Jumat, 04 Mei 2018

Pernikahan: Cinta dan Komunikasi

Menikah dan punya anak rasanya jadi impian semua orang, termasuk saya tentunya. Tapi ketika ada perceraian disertai huru hara disekeliling saya, itu kadang yang bikin ciut hati.

Makanya dulu jadi waspada ketika sang pacar jadi cemburuan gak jelas, bahkan cenderung pemarah, wah mending ditinggalin deh, masa saya dimarahin sama anak orang, lagipula saya yang temperamen begini ketemu sama yang temperamen juga, ngebul dong rumah tiap hari.

Ketika akhirnya  berani menikah, karena bekas pacar yang sekarang jadi suami saya ini memang sabaaar banget, kami yang kebetulan sama-sama dari Sumatera, satu ke barat satunya lagi ke selatan ini,  bertemu ketika bekerja di kantor media yang sama.

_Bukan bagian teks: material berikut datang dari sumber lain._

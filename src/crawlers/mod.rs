//! The crawl itself: link discovery, product extraction, and the session that
//! drives them from the home page down to individual products.

pub mod catalog;
pub mod links;
pub mod product;

#[cfg(test)]
mod tests;

pub use catalog::{CrawlSession, crawl, dedup_by_url};
pub use links::extract_links;
pub use product::{QualityGate, extract_page};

Awalnya kami memang jadi sahabat dan teman curhat selama 2,5 tahun sampai akhirnya memutuskan pacaran 2,5 tahun juga, setelah putus dari pacar masing-masing.

Berantem pas pacaran pasti adalah, tapi karena rasa nyaman (itu yang paling utama buat saya), kami berdua pendengar curhatan yang baik, sama-sama suka nonton, dia bisa meredakan marah dan kebiasaan jelek saya yaitu ngambek, akhirnya Bismillah saya beranikan diri untuk menikah.

Setelah menikah, saya mulai belajar untuk minta maaf kalau salah atau minta maaf duluan, dan itu belajarnya beraaaaaaat sangat, harus nurunin ego dan gengsi, sampai hari inipun di pernikahan jelang 12 tahun, Desember 2018 nanti, saya masih terus belajar.
Komunikasi setiap hariπŸ’™πŸ’šπŸ’›πŸ’œπŸ’•
Buat kita bertiga (kan sudah ada NaylaπŸ’™), Insya Allah komunikasi kita lancar, walaupun ada berantemnya, sedikit pakai teriak, tapi tiap hari kita pasti ngobrol, atau kalau sempat suami pasti telfon ke rumah untuk ngobrol sama saya dan Nayla.

Soal telfon menelfon ini pernah jadi masalah buat keluarga suami, yang kebetulan buat tante-tante suami yang asli urang awak ini, kebiasaan kami saling telfon ketika berjauhan dianggap sebagai kelakuan istri yang mengekang suami wkwkwkkwkkwkwk karena mereka tidak pernah diperlakukan seperti itu sama suaminya.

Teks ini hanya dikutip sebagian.